Shareholders of Benchmark Electronics, Inc.:

    A Special Meeting of Shareholders of Benchmark Electronics, Inc.
("Company") will be held at the Hyatt Regency Houston, 1200 Louisiana Street,
Houston, Texas, on Wednesday, August 7, 2002, beginning at 10:00 a.m. (local
time), to approve a proposed amendment to the Company's Amended and Restated
Articles of Incorporation to increase the number of authorized shares of
common stock, par value $.10 per share, of the Company from 30 million shares
to 85 million shares;

    Shareholders of record at the close of business on July 5, 2002 are
entitled to notice of and to vote at the meeting and any adjournment thereof.
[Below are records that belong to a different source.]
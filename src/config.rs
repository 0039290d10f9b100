//! Harness configuration loaded from the environment
//!
//! # Environment Variables
//!
//! ```bash
//! AWS_REGION=us-west-2                     # required, tests skip without it
//! EKS_HARNESS_SHORT=1                      # short mode, long scenarios skip
//! PULUMI_BIN=/usr/local/bin/pulumi         # provisioner CLI
//! EKS_HARNESS_PACKAGE_MANAGER=yarn         # installs and links program deps
//! EKS_HARNESS_PLUGIN_DIR=../bin            # local candidate provider build
//! PULUMI_BACKEND_URL=file:///tmp/state     # passed through to the provisioner
//! EKS_HARNESS_STATS_BUCKET=eng.pulumi.com
//! EKS_HARNESS_STATS_REGION=us-west-2
//! EKS_HARNESS_STATS_PREFIX=testreports
//! EKS_HARNESS_TRACING_ENDPOINT=https://collector.example.com/api/v1/spans
//! EKS_HARNESS_PHASE_TIMEOUT_SECS=3600
//! ```

use std::fmt;
use std::path::PathBuf;
use std::time::Duration;

/// Default S3 bucket for scenario stats
pub const DEFAULT_STATS_BUCKET: &str = "eng.pulumi.com";
/// Default region of the stats bucket
pub const DEFAULT_STATS_REGION: &str = "us-west-2";
/// Default key prefix for scenario stats
pub const DEFAULT_STATS_PREFIX: &str = "testreports";
/// Default trace collector handed to the provisioner
pub const DEFAULT_TRACING_ENDPOINT: &str =
    "https://tracing.pulumi-engineering.com/collector/api/v1/spans";
/// Default deadline for a single phase (deps, up, refresh, destroy, ...)
pub const DEFAULT_PHASE_TIMEOUT: Duration = Duration::from_secs(60 * 60);

/// Why a scenario did not run
#[derive(Debug, Clone, PartialEq, Eq)]
pub struct Skip {
    /// Human readable reason, logged by the test
    pub reason: String,
}

impl Skip {
    /// Create a skip with the given reason
    pub fn new(reason: impl Into<String>) -> Self {
        Self {
            reason: reason.into(),
        }
    }
}

impl fmt::Display for Skip {
    fn fmt(&self, f: &mut fmt::Formatter<'_>) -> fmt::Result {
        write!(f, "skipped: {}", self.reason)
    }
}

/// Where scenario stats are shipped
#[derive(Debug, Clone, PartialEq, Eq)]
pub struct StatsTarget {
    /// S3 bucket name
    pub bucket: String,
    /// Bucket region
    pub region: String,
    /// Key prefix under the bucket
    pub prefix: String,
}

/// Process-wide harness settings
#[derive(Debug, Clone)]
pub struct HarnessConfig {
    /// Cloud region every scenario deploys into
    pub region: String,
    /// Short mode: long-running scenarios and upgrades skip
    pub short: bool,
    /// Provisioner CLI binary
    pub provisioner_bin: PathBuf,
    /// Package manager used to materialize program dependencies
    pub package_manager: String,
    /// Directory holding the locally built candidate provider plugin
    pub plugin_dir: Option<PathBuf>,
    /// State backend URL for the provisioner, if not the ambient login
    pub backend_url: Option<String>,
    /// Stats sink target
    pub stats: StatsTarget,
    /// Trace collector URL passed to the provisioner
    pub tracing_endpoint: Option<String>,
    /// Deadline for each phase
    pub phase_timeout: Duration,
}

impl HarnessConfig {
    /// Load from process environment variables
    ///
    /// Returns `Err(Skip)` when `AWS_REGION` is missing; that is never a failure.
    pub fn from_env() -> Result<Self, Skip> {
        Self::from_lookup(|key| std::env::var(key).ok())
    }

    /// Load from an arbitrary variable lookup
    pub fn from_lookup<F>(lookup: F) -> Result<Self, Skip>
    where
        F: Fn(&str) -> Option<String>,
    {
        let var = |key: &str| lookup(key).filter(|v| !v.trim().is_empty());

        let region = var("AWS_REGION").ok_or_else(|| {
            Skip::new("Skipping test due to missing AWS_REGION environment variable")
        })?;

        let phase_timeout = var("EKS_HARNESS_PHASE_TIMEOUT_SECS")
            .and_then(|v| v.parse::<u64>().ok())
            .map(Duration::from_secs)
            .unwrap_or(DEFAULT_PHASE_TIMEOUT);

        Ok(Self {
            region,
            short: var("EKS_HARNESS_SHORT").map(|v| is_truthy(&v)).unwrap_or(false),
            provisioner_bin: var("PULUMI_BIN")
                .map(PathBuf::from)
                .unwrap_or_else(|| PathBuf::from("pulumi")),
            package_manager: var("EKS_HARNESS_PACKAGE_MANAGER")
                .unwrap_or_else(|| "yarn".to_string()),
            plugin_dir: var("EKS_HARNESS_PLUGIN_DIR").map(PathBuf::from),
            backend_url: var("PULUMI_BACKEND_URL"),
            stats: StatsTarget {
                bucket: var("EKS_HARNESS_STATS_BUCKET")
                    .unwrap_or_else(|| DEFAULT_STATS_BUCKET.to_string()),
                region: var("EKS_HARNESS_STATS_REGION")
                    .unwrap_or_else(|| DEFAULT_STATS_REGION.to_string()),
                prefix: var("EKS_HARNESS_STATS_PREFIX")
                    .unwrap_or_else(|| DEFAULT_STATS_PREFIX.to_string()),
            },
            tracing_endpoint: Some(
                var("EKS_HARNESS_TRACING_ENDPOINT")
                    .unwrap_or_else(|| DEFAULT_TRACING_ENDPOINT.to_string()),
            ),
            phase_timeout,
        })
    }

    /// Skip long-running scenarios in short mode
    pub fn skip_if_short(&self) -> Result<(), Skip> {
        if self.short {
            return Err(Skip::new("skipping test in short mode."));
        }
        Ok(())
    }
}

fn is_truthy(value: &str) -> bool {
    matches!(
        value.trim().to_ascii_lowercase().as_str(),
        "1" | "true" | "yes" | "on"
    )
}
    You are cordially invited to attend the meeting. Regardless of whether
you plan to attend the meeting, you are urged to complete, date, sign and
return the enclosed proxy in the accompanying envelope at your earliest
convenience.

                                       By order of the Board of Directors,

                                       /s/ Lenora A. Gurton

                                       Lenora A. Gurton
                                       Secretary

Angleton, Texas
July ____, 2002


                            YOUR VOTE IS IMPORTANT.

    TO ENSURE YOUR SHARES ARE REPRESENTED AT THE MEETING, PLEASE COMPLETE,
DATE, SIGN AND RETURN THE ENCLOSED PROXY IN THE ACCOMPANYING ENVELOPE AT YOUR
EARLIEST CONVENIENCE, WHETHER OR NOT YOU PLAN TO ATTEND THE MEETING.  NO
ADDITIONAL POSTAGE IS NECESSARY IF THE PROXY IS MAILED IN THE UNITED STATES.
THE PROXY IS REVOCABLE AT ANY TIME BEFORE IT IS VOTED AT THE MEETING.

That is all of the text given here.